[Opening Data to process section]

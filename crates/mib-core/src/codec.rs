//! Settings export/import tokens.
//!
//! A token is the standard base64 encoding of a compact JSON object
//! `{"v": viewPreferences, "f": messageFilters, "u": usePerUserPreferences}`.
//! Decoding is strict about shape: a payload that parses as JSON but does not
//! describe those three fields is rejected.

use base64::{engine::general_purpose::STANDARD, Engine as _};
use serde::{Deserialize, Serialize};

use crate::{
    prefs::{MessageFilters, MessageType, SessionData, ViewPreferences},
    Result,
};

pub const IMPORT_COMMAND: &str = "/import";

/// Upper bound on accepted token length; real tokens are a few hundred bytes.
const MAX_TOKEN_LEN: usize = 4096;

#[derive(Serialize)]
struct PayloadRef<'a> {
    v: &'a ViewPreferences,
    f: &'a MessageFilters,
    u: bool,
}

#[derive(Deserialize)]
#[serde(deny_unknown_fields)]
struct Payload {
    v: ViewPreferences,
    f: MessageFilters,
    u: bool,
}

/// The subset of a session carried by a token.
#[derive(Clone, Debug, PartialEq, Eq)]
pub struct ImportedSettings {
    pub view_preferences: ViewPreferences,
    pub message_filters: MessageFilters,
    pub use_per_user_preferences: bool,
}

impl ImportedSettings {
    pub fn from_session(session: &SessionData) -> Self {
        Self {
            view_preferences: session.view_preferences,
            message_filters: session.message_filters.clone(),
            use_per_user_preferences: session.use_per_user_preferences,
        }
    }

    /// Overwrite the carried fields. `enabled` and per-user overrides are left alone.
    pub fn apply_to(self, session: &mut SessionData) {
        session.view_preferences = self.view_preferences;
        session.message_filters = self.message_filters;
        for ty in MessageType::ALL {
            session.message_filters.enabled_types.entry(ty).or_insert(true);
        }
        session.use_per_user_preferences = self.use_per_user_preferences;
    }
}

pub fn export_token(session: &SessionData) -> Result<String> {
    let payload = PayloadRef {
        v: &session.view_preferences,
        f: &session.message_filters,
        u: session.use_per_user_preferences,
    };
    let json = serde_json::to_string(&payload)?;
    Ok(STANDARD.encode(json))
}

/// Ready-to-send `/import <token>` command.
pub fn export_command(session: &SessionData) -> Result<String> {
    Ok(format!("{IMPORT_COMMAND} {}", export_token(session)?))
}

/// Decode a token. Any decode or shape failure yields `None`.
pub fn import_settings(token: &str) -> Option<ImportedSettings> {
    let token = token.trim();
    if token.is_empty() || token.len() > MAX_TOKEN_LEN {
        return None;
    }
    let bytes = STANDARD.decode(token).ok()?;
    let payload: Payload = serde_json::from_slice(&bytes).ok()?;
    Some(ImportedSettings {
        view_preferences: payload.v,
        message_filters: payload.f,
        use_per_user_preferences: payload.u,
    })
}
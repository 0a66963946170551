//! Callback-data tags used by inline keyboards.
//!
//! Raw callback strings are decoded once into [`CallbackAction`]; everything
//! past the adapter boundary matches on the enum.

use std::fmt;

use crate::prefs::{DisplayMode, MessageType};

#[derive(Clone, Copy, Debug, PartialEq, Eq)]
pub enum PrivacyToggle {
    UserIds,
    ChatIds,
}

#[derive(Clone, Copy, Debug, PartialEq, Eq)]
pub enum FilterAction {
    Type(MessageType),
    All,
    Save,
}

#[derive(Clone, Copy, Debug, PartialEq, Eq)]
pub enum UserPrefsAction {
    Toggle,
    View,
    Reset,
}

#[derive(Clone, Copy, Debug, PartialEq, Eq)]
pub enum AdminAction {
    Toggle,
    Export,
    Reset,
    UserPrefs,
    Filters,
}

#[derive(Clone, Copy, Debug, PartialEq, Eq)]
pub enum CallbackAction {
    View(DisplayMode),
    ToggleForward,
    ToggleAuthor,
    Privacy(PrivacyToggle),
    Filter(FilterAction),
    UserPrefs(UserPrefsAction),
    Admin(AdminAction),
}

impl CallbackAction {
    pub fn parse(data: &str) -> Option<Self> {
        let (group, arg) = data.split_once('_')?;
        let action = match (group, arg) {
            ("view", mode) => Self::View(DisplayMode::parse(mode)?),
            ("toggle", "forward") => Self::ToggleForward,
            ("toggle", "author") => Self::ToggleAuthor,
            ("privacy", "user_ids") => Self::Privacy(PrivacyToggle::UserIds),
            ("privacy", "chat_ids") => Self::Privacy(PrivacyToggle::ChatIds),
            ("filter", "all") => Self::Filter(FilterAction::All),
            ("filter", "save") => Self::Filter(FilterAction::Save),
            ("filter", ty) => Self::Filter(FilterAction::Type(MessageType::parse(ty)?)),
            ("userprefs", "toggle") => Self::UserPrefs(UserPrefsAction::Toggle),
            ("userprefs", "view") => Self::UserPrefs(UserPrefsAction::View),
            ("userprefs", "reset") => Self::UserPrefs(UserPrefsAction::Reset),
            ("admin", "toggle") => Self::Admin(AdminAction::Toggle),
            ("admin", "export") => Self::Admin(AdminAction::Export),
            ("admin", "reset") => Self::Admin(AdminAction::Reset),
            ("admin", "userprefs") => Self::Admin(AdminAction::UserPrefs),
            ("admin", "filters") => Self::Admin(AdminAction::Filters),
            _ => return None,
        };
        Some(action)
    }

    pub fn as_data(&self) -> String {
        match self {
            Self::View(mode) => format!("view_{}", mode.as_str()),
            Self::ToggleForward => "toggle_forward".to_string(),
            Self::ToggleAuthor => "toggle_author".to_string(),
            Self::Privacy(PrivacyToggle::UserIds) => "privacy_user_ids".to_string(),
            Self::Privacy(PrivacyToggle::ChatIds) => "privacy_chat_ids".to_string(),
            Self::Filter(FilterAction::Type(ty)) => format!("filter_{}", ty.as_str()),
            Self::Filter(FilterAction::All) => "filter_all".to_string(),
            Self::Filter(FilterAction::Save) => "filter_save".to_string(),
            Self::UserPrefs(a) => format!(
                "userprefs_{}",
                match a {
                    UserPrefsAction::Toggle => "toggle",
                    UserPrefsAction::View => "view",
                    UserPrefsAction::Reset => "reset",
                }
            ),
            Self::Admin(a) => format!(
                "admin_{}",
                match a {
                    AdminAction::Toggle => "toggle",
                    AdminAction::Export => "export",
                    AdminAction::Reset => "reset",
                    AdminAction::UserPrefs => "userprefs",
                    AdminAction::Filters => "filters",
                }
            ),
        }
    }

    /// Whether the action edits the caller's view (group view or own override).
    pub fn edits_view(&self) -> bool {
        matches!(
            self,
            Self::View(_) | Self::ToggleForward | Self::ToggleAuthor | Self::Privacy(_)
        )
    }

    /// Whether applying this changes chat-wide state, given the chat's
    /// per-user mode. Such actions need admin rights outside private chats.
    pub fn changes_chat_settings(&self, per_user_mode: bool) -> bool {
        match self {
            Self::Admin(_) | Self::Filter(_) => true,
            Self::UserPrefs(UserPrefsAction::Toggle) => true,
            Self::UserPrefs(_) => false,
            _ => !per_user_mode,
        }
    }
}

impl fmt::Display for CallbackAction {
    fn fmt(&self, f: &mut fmt::Formatter<'_>) -> fmt::Result {
        f.write_str(&self.as_data())
    }
}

[Closing Data to process section]

- The problem -
When a line among the entries contains "CallbackAction", pull that line out.

- Answer space -
//! Raw callback strings are decoded once into [`CallbackAction`]; everything
pub enum CallbackAction {
impl CallbackAction {
impl fmt::Display for CallbackAction {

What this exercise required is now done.